The Tsarnaev brothers have become “the new poster kids of anti-immigrant sentiment.”
“Nobody thought immigration reform was going to be easy,” said Jurek Martin in FT.com. Well, it just got “that much harder.” After months of painstaking negotiations, a bipartisan group of senators last week unveiled the biggest immigration legislation since 1986, proposing a path to legal status and, ultimately, citizenship for 11 million people who entered the country illegally. But that breakthrough came in the same week that two Chechen immigrants apparently bombed the Boston Marathon, and the Tsarnaev brothers instantly became “the new poster kids of anti-immigrant sentiment.” Iowa Republican Rep. Steve King led other opponents of reform in saying that since “foreign nationals” were involved in an act of terrorism, “it’s time to look at the big picture.”
King is absolutely right, said Lloyd Green in TheDailyBeast.com. The Boston attacks underscore an uncomfortable reality: Not everyone who comes to America wants to become an American. “Indeed, some immigrants want to kill us.” If immigration reform is to become law, then Congress needs to address this—starting by screening immigrants for ethnic or geographic ties to terrorism.
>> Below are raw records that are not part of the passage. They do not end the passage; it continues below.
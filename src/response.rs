use axum::{http::StatusCode, response::IntoResponse, Json};
use serde::Serialize;

/// Envelope shared by every success and error body.
#[derive(Debug, Serialize)]
#[serde(rename_all = "camelCase")]
pub struct ApiResponse<T: Serialize> {
    pub status_code: u16,
    pub data: T,
    pub message: String,
    pub success: bool,
}

impl<T: Serialize> ApiResponse<T> {
    pub fn new(status: StatusCode, data: T, message: impl Into<String>) -> Self {
        Self {
            status_code: status.as_u16(),
            data,
            message: message.into(),
            success: status.as_u16() < 400,
        }
    }

    pub fn ok(data: T, message: impl Into<String>) -> Self {
        Self::new(StatusCode::OK, data, message)
    }
}

impl<T: Serialize> IntoResponse for ApiResponse<T> {
    fn into_response(self) -> axum::response::Response {
        let status = StatusCode::from_u16(self.status_code).unwrap_or(StatusCode::OK);
        (status, Json(self)).into_response()
    }
}
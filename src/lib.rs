// Aspect weaving linker
//
//  Copyright (C) 2014-2023 Ryan Specialty, LLC.
//
//  This file is part of WEAVER.
//
//  This program is free software: you can redistribute it and/or modify
//  it under the terms of the GNU General Public License as published by
//  the Free Software Foundation, either version 3 of the License, or
//  (at your option) any later version.
//
//  This program is distributed in the hope that it will be useful,
//  but WITHOUT ANY WARRANTY; without even the implied warranty of
//  MERCHANTABILITY or FITNESS FOR A PARTICULAR PURPOSE.  See the
//  GNU General Public License for more details.
//
//  You should have received a copy of the GNU General Public License
//  along with this program.  If not, see <http://www.gnu.org/licenses/>.

//! Aspect weaving linker.
//!
//! Aspects contribute declarations to the members of a class,
//!   each at a named layer,
//!   and each able to refer to the declarations beneath it through link
//!   markers.
//! The linker ([`ld`]) combines those declarations into ordinary members,
//!   inlining what it can.
//!
//! The [`syntax`] module provides the small C#-like language in which
//!   units are written,
//!     along with an evaluator used to verify that linking preserves
//!     behavior.

// We build docs for private items.
#![allow(rustdoc::private_intra_doc_links)]

pub mod global;

#[macro_use]
extern crate static_assertions;

pub mod diagnose;
pub mod ld;
pub mod span;
pub mod syntax;
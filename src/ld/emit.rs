// Emission of linked members
//
//  Copyright (C) 2014-2023 Ryan Specialty, LLC.
//
//  This file is part of WEAVER.
//
//  This program is free software: you can redistribute it and/or modify
//  it under the terms of the GNU General Public License as published by
//  the Free Software Foundation, either version 3 of the License, or
//  (at your option) any later version.
//
//  This program is distributed in the hope that it will be useful,
//  but WITHOUT ANY WARRANTY; without even the implied warranty of
//  MERCHANTABILITY or FITNESS FOR A PARTICULAR PURPOSE.  See the
//  GNU General Public License for more details.
//
//  You should have received a copy of the GNU General Public License
//  along with this program.  If not, see <http://www.gnu.org/licenses/>.

//! Emission of linked members.
//!
//! A linked member is emitted as its public declaration followed by any
//!   retained intermediate declarations,
//!     in ascending position.
//!
//! The public declaration takes its header from the member's first
//!   non-inherited declaration,
//!     stripped of weaving attributes,
//!   and each of its accessor bodies from the final declaration of the
//!   respective chain.
//! An accessor whose chain consists only of an inherited declaration
//!   forwards to the base class.
//!
//! Every other retained declaration is emitted as a private intermediate
//!   named for its layer:
//!     `Name_Source` for the source declaration,
//!     and `Name_Aspect` or `Name_Aspect_Sub` for a layer `Aspect:Sub`.
//! A name that collides with a member of the class,
//!   or with an intermediate already named for another member of the
//!   class,
//!   is suffixed with `_2`,
//!   `_3`,
//!   and so on.
//! Intermediates must therefore be named one class at a time
//!   (see [`intermediate_names`])
//!   before members are emitted.
//!
//! Links remaining in emitted bodies are rendered as member accesses:
//!
//! | Target                        | Rendered         |
//! |-------------------------------|------------------|
//! | inherited declaration         | `base.Name`      |
//! | final declaration of accessor | `this.Name`      |
//! | intermediate declaration      | `this.Name_A`    |
//!
//! Static members are accessed through their class rather than `this`.

use super::{
    chain::{
        ChainDecl, DeclId, DeclOrigin, MemberChains, MemberKind, VALUE_PARAM,
    },
    collect::{is_weaving_attr, ClassScope},
    discard::Retained,
    inline::WovenMember,
};
use crate::{
    span::Span,
    syntax::ast::{
        Accessor, AccessorKind, Arg, AssignOp, Attribute, Block, EventDecl,
        Expr, ExprKind, Ident, Member, MemberHeader, MethodDecl, NodeIdGen,
        PropertyDecl, Stmt,
    },
};
use arrayvec::ArrayVec;
use fxhash::{FxHashMap, FxHashSet};

/// Suffix of the intermediate name of a source declaration.
pub const SOURCE_SUFFIX: &str = "Source";

/// Names of the intermediate declarations of a member.
pub type IntermediateNames = FxHashMap<DeclId, String>;

/// Emit the declarations of a successfully linked member.
pub fn emit(
    member: &MemberChains,
    woven: &WovenMember,
    retained: &Retained,
    names: &IntermediateNames,
) -> Vec<Member> {
    let mut emitter = Emitter {
        member,
        woven,
        names,
        ids: woven.ids.clone(),
    };

    let mut out = vec![emitter.public()];

    for (id, decl) in member.decl_ids().zip(&member.decls) {
        if let Some(name) = names.get(&id) {
            let kinds: ArrayVec<AccessorKind, 2> = decl
                .kinds()
                .into_iter()
                .filter(|kind| retained.contains(id, *kind))
                .filter(|kind| !member.is_final(id, *kind))
                .collect();

            tracing::trace!(
                member = %member.name,
                decl = %id,
                name = %name,
                "emitting intermediate declaration"
            );

            out.push(emitter.intermediate(id, decl, name, &kinds));
        }
    }

    out
}

/// Declarations of a member that could not be linked.
///
/// Source declarations are kept as written;
///   a member with no source keeps its first introduction.
pub fn fallback(member: &MemberChains) -> Vec<Member> {
    let sources: Vec<Member> = member
        .decls
        .iter()
        .filter(|decl| decl.origin == DeclOrigin::Source)
        .map(|decl| decl.member.clone())
        .collect();

    if !sources.is_empty() {
        return sources;
    }

    member
        .decls
        .iter()
        .find(|decl| matches!(decl.origin, DeclOrigin::Introduced(_)))
        .map(|decl| vec![decl.member.clone()])
        .unwrap_or_default()
}

/// Base name of the intermediate declaration for `decl`.
fn base_name(member: &MemberChains, decl: &ChainDecl) -> String {
    match decl.origin.layer() {
        Some(layer) => format!("{}_{}", member.name, layer.suffix()),
        None => format!("{}_{SOURCE_SUFFIX}", member.name),
    }
}

/// Choose names for the retained intermediate declarations of `member`.
///
/// A declaration is an intermediate if it is emitted for some accessor
///   for which it is not final.
///
/// `taken` holds the intermediate names already chosen for other members
///   of the same class and is extended with those chosen here.
pub fn intermediate_names(
    member: &MemberChains,
    retained: &Retained,
    scope: &ClassScope,
    taken: &mut FxHashSet<String>,
) -> IntermediateNames {
    let mut names = FxHashMap::default();

    for (id, decl) in member.decl_ids().zip(&member.decls) {
        if decl.origin.is_inherited() {
            continue;
        }

        let intermediate = decl
            .kinds()
            .into_iter()
            .any(|kind| retained.contains(id, kind) && !member.is_final(id, kind));

        if !intermediate {
            continue;
        }

        let base = base_name(member, decl);
        let free = |name: &String| {
            scope.member_is_static(name).is_none() && !taken.contains(name)
        };

        let name = Some(base.clone())
            .into_iter()
            .chain((2..).map(|n| format!("{base}_{n}")))
            .find(free)
            .unwrap_or(base);

        taken.insert(name.clone());
        names.insert(id, name);
    }

    names
}

struct Emitter<'a> {
    member: &'a MemberChains,
    woven: &'a WovenMember,
    names: &'a IntermediateNames,
    ids: NodeIdGen,
}

impl<'a> Emitter<'a> {
    fn expr(&mut self, kind: ExprKind, span: Span) -> Expr {
        Expr::new(self.ids.fresh(), kind, span)
    }

    fn receiver(&mut self, span: Span) -> Expr {
        let kind = if self.member.is_static() {
            ExprKind::Name(self.member.class_name.clone())
        } else {
            ExprKind::This
        };

        self.expr(kind, span)
    }

    /// Attributes of `header` other than weaving attributes.
    fn attrs(header: &MemberHeader) -> Vec<Attribute> {
        header
            .attrs
            .iter()
            .filter(|attr| !is_weaving_attr(&attr.name.name))
            .cloned()
            .collect()
    }

    fn public(&mut self) -> Member {
        let member = self.member;
        let mut header = member.public_header().clone();

        header.attrs = Self::attrs(&header);
        header.name = Ident::new(member.name.clone(), header.name.span);

        match member.kind {
            MemberKind::Method => {
                let last = member
                    .chain(AccessorKind::Invoke)
                    .map(|chain| chain.last())
                    .unwrap_or(DeclId::new(0));
                let params = member.decl(last).params(AccessorKind::Invoke);
                let body = self.chain_body(AccessorKind::Invoke, header.span);

                Member::Method(MethodDecl {
                    header,
                    params,
                    body,
                })
            }
            MemberKind::Property | MemberKind::Event => {
                let accessors = member
                    .chains
                    .iter()
                    .map(|chain| chain.kind)
                    .map(|kind| Accessor {
                        kind,
                        body: self.chain_body(kind, header.span),
                        span: self.accessor_span(kind, header.span),
                    })
                    .collect();

                match member.kind {
                    MemberKind::Event => {
                        Member::Event(EventDecl { header, accessors })
                    }
                    _ => Member::Property(PropertyDecl { header, accessors }),
                }
            }
        }
    }

    fn accessor_span(&self, kind: AccessorKind, default: Span) -> Span {
        let decl = match self.member.chain(kind) {
            Some(chain) => self.member.decl(chain.last()),
            None => return default,
        };

        match &decl.member {
            Member::Property(PropertyDecl { accessors, .. })
            | Member::Event(EventDecl { accessors, .. }) => accessors
                .iter()
                .find(|acc| acc.kind == kind)
                .map_or(default, |acc| acc.span),
            _ => default,
        }
    }

    /// Body of the public accessor `kind`.
    fn chain_body(&mut self, kind: AccessorKind, span: Span) -> Block {
        let Some(last) = self.member.chain(kind).map(|chain| chain.last()) else {
            return Block::default();
        };

        if self.member.decl(last).origin.is_inherited() {
            return self.forward(last, kind, span);
        }

        self.woven_body(last, kind)
    }

    /// Woven body of an accessor with its links rendered.
    fn woven_body(&mut self, decl: DeclId, kind: AccessorKind) -> Block {
        let mut body = self
            .woven
            .decl(decl)
            .body(kind)
            .cloned()
            .unwrap_or_default();

        body.walk_exprs_mut(&mut |e| self.render_link(e));
        body
    }

    fn render_link(&mut self, e: &mut Expr) {
        let ExprKind::Link(_) = e.kind else {
            return;
        };

        let member = self.member;
        let span = e.span;

        let (recv, name) = match self.woven.resolution.get(e.id) {
            Some(t) if member.decl(t.decl).origin.is_inherited() => {
                (self.expr(ExprKind::Base, span), member.name.clone())
            }
            Some(t) if !member.is_final(t.decl, t.kind) => {
                let name = self
                    .names
                    .get(&t.decl)
                    .cloned()
                    .unwrap_or_else(|| member.name.clone());

                (self.receiver(span), name)
            }
            _ => (self.receiver(span), member.name.clone()),
        };

        e.kind = ExprKind::Member(Box::new(recv), Ident::new(name, span));
    }

    /// Body of an accessor that forwards to the base class.
    fn forward(&mut self, decl: DeclId, kind: AccessorKind, span: Span) -> Block {
        let member = self.member;

        let base = self.expr(ExprKind::Base, span);
        let target = self.expr(
            ExprKind::Member(Box::new(base), Ident::new(member.name.clone(), span)),
            span,
        );

        let stmt = match kind {
            AccessorKind::Get => Stmt::Return(Some(target), span),
            AccessorKind::Set | AccessorKind::Add | AccessorKind::Remove => {
                let op = match kind {
                    AccessorKind::Add => AssignOp::Add,
                    AccessorKind::Remove => AssignOp::Sub,
                    _ => AssignOp::Assign,
                };
                let value = self.expr(ExprKind::Name(VALUE_PARAM.into()), span);

                Stmt::Expr(self.expr(
                    ExprKind::Assign(op, Box::new(target), Box::new(value)),
                    span,
                ))
            }
            AccessorKind::Invoke => {
                let decl = member.decl(decl);
                let params = decl.params(kind);

                let args = params
                    .into_iter()
                    .map(|p| Arg {
                        mode: p.mode,
                        expr: self.expr(ExprKind::Name(p.name.name), span),
                    })
                    .collect();

                let call = self.expr(ExprKind::Call(Box::new(target), args), span);

                if decl.result_type().is_void() {
                    Stmt::Expr(call)
                } else {
                    Stmt::Return(Some(call), span)
                }
            }
        };

        Block::new(vec![stmt])
    }

    fn intermediate(
        &mut self,
        id: DeclId,
        decl: &ChainDecl,
        name: &str,
        kinds: &[AccessorKind],
    ) -> Member {
        let written = decl.header();

        let header = MemberHeader {
            attrs: Self::attrs(written),
            modifiers: self.member.intermediate_modifiers(),
            ty: written.ty.clone(),
            name: Ident::new(name, written.name.span),
            span: written.span,
        };

        match &decl.member {
            Member::Method(method) => Member::Method(MethodDecl {
                header,
                params: method.params.clone(),
                body: self.woven_body(id, AccessorKind::Invoke),
            }),
            Member::Property(PropertyDecl { accessors, .. })
            | Member::Event(EventDecl { accessors, .. }) => {
                let accessors = accessors
                    .iter()
                    .filter(|acc| kinds.contains(&acc.kind))
                    .map(|acc| Accessor {
                        kind: acc.kind,
                        body: self.woven_body(id, acc.kind),
                        span: acc.span,
                    })
                    .collect();

                match self.member.kind {
                    MemberKind::Event => {
                        Member::Event(EventDecl { header, accessors })
                    }
                    _ => Member::Property(PropertyDecl { header, accessors }),
                }
            }
            Member::Field(field) => Member::Field(field.clone()),
        }
    }
}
The U.S. actually faces a deeper immigration dilemma, said Stanley Kurtz in NationalReview.com. Our country’s engine for “patriotic assimilation” seems to have broken down, with many immigrants remaining in cultural enclaves where resentment of America is rife. The Tsarnaev brothers are a case in point: Unable to bridge the gap “between their relatively unassimilated parents and their new cultural environment,” they turned to an alternative anchor: “radical Islam.” We need a wider debate on whether America can afford large-scale immigration without assimilation.
Here we go again, said Ruben Navarrette Jr. in CNN.com. In early September 2001, President George W. Bush was ready to unveil a plan to fix America’s broken immigration system. Then the country was attacked by foreigners who had been allowed to enter the country, and reform “was put so far onto the back burner it fell clear off the stove.” But any reasonable person can see “the Boston events have nothing to do with immigration reform,” said The New York Times in an editorial. The reform legislation actually makes us safer, encouraging 11 million people who are now in the shadows to register with the government, so we know who they are. If terrorists and drug traffickers “are sharp needles in the immigrant haystack, then shrink the haystack.”